Input records:
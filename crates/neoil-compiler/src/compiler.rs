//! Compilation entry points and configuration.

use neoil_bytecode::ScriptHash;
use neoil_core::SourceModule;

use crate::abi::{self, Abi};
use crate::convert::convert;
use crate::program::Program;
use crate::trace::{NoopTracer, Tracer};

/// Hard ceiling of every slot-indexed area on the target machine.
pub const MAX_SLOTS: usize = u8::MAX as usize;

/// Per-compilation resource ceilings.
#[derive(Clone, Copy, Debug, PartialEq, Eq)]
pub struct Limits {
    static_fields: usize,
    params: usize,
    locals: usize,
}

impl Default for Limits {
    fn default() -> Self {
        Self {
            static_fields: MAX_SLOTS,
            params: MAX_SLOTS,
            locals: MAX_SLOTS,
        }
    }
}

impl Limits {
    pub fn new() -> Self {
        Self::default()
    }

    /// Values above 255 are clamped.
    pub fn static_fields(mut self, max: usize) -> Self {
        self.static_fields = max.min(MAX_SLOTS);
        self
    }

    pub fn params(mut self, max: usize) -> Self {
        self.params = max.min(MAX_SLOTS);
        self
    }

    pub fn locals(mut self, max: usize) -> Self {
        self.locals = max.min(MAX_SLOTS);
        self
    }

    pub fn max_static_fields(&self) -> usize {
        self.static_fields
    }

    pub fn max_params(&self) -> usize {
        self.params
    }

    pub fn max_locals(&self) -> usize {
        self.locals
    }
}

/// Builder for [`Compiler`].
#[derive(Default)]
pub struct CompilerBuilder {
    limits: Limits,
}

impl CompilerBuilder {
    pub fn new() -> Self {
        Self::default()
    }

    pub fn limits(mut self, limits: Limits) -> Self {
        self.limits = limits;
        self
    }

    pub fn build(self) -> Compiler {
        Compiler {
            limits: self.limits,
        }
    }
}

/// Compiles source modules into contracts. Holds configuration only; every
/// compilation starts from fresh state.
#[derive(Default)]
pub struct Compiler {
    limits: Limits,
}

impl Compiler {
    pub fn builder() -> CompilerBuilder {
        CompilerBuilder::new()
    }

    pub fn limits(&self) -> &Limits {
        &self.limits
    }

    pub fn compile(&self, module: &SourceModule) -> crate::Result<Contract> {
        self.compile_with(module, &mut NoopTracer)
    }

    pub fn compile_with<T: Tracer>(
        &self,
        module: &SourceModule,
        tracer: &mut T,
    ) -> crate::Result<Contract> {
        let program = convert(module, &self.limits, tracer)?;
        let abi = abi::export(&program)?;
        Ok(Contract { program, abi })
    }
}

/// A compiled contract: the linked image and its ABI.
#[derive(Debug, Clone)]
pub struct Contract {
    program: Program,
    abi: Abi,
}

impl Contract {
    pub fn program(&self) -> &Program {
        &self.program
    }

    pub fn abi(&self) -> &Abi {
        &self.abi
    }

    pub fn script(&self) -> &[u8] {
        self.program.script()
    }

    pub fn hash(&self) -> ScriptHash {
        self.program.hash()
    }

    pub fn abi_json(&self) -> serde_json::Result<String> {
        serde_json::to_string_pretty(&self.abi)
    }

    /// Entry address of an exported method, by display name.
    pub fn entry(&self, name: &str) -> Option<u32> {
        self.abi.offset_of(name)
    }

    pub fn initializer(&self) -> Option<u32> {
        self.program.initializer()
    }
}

What to produce: Pull out all lines from the entries above in which the word "configuration" appears.

Output of the task:
//! Compilation entry points and configuration.
/// Compiles source modules into contracts. Holds configuration only; every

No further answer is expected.